La confrontación militar entre Estados Unidos e Irán entró en su octava noche consecutiva el domingo 19 de julio, cuando las fuerzas estadounidenses realizaron nuevos ataques contra objetivos iraníes, mientras Teherán lanzó ataques con drones contra instalaciones militares de EE.UU. en Kuwait. Este intercambio ocurrió después de que dos soldados estadounidenses murieran en Jordania, marcando una escalada significativa en el conflicto en curso.
Las fuerzas estadounidenses continuaron su campaña contra posiciones militares iraníes, atacando instalaciones en todo el país en lo que el Pentágono describió como esfuerzos para degradar aún más las capacidades militares de Irán. El ejército estadounidense negó las afirmaciones iraníes de que los ataques habían golpeado infraestructura civil, insistiendo en que todos los ataques estaban dirigidos a objetivos militares legítimos.

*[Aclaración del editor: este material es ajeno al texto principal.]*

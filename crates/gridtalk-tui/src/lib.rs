//! gridtalk-tui: Terminal UI components
//!
//! Terminal lifecycle, input actions, theming, and the chat widgets used by
//! the gridtalk binary.

pub mod app;
pub mod input;
pub mod theme;
pub mod widgets;

pub use app::App;
pub use input::Action;
pub use theme::Theme;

La sostenida campaña aérea, ahora en su octavo día, representa una de las confrontaciones militares directas más prolongadas entre las dos naciones en la historia reciente.
En respuesta, Irán lanzó ataques con drones contra posiciones militares de EE.UU. en Kuwait, marcando una expansión del conflicto más allá de las fronteras iraníes. Este movimiento señala la intención de Teherán de golpear los intereses estadounidenses en todo Oriente Medio.
La muerte de dos soldados estadounidenses en Jordania añadió mayor urgencia a la confrontación. Las muertes provocaron la última ronda de ataques de EE.UU. y generaron una fuerte condena en Washington. La situación continúa evolucionando rápidamente, con los canales diplomáticos bajo una grave tensión.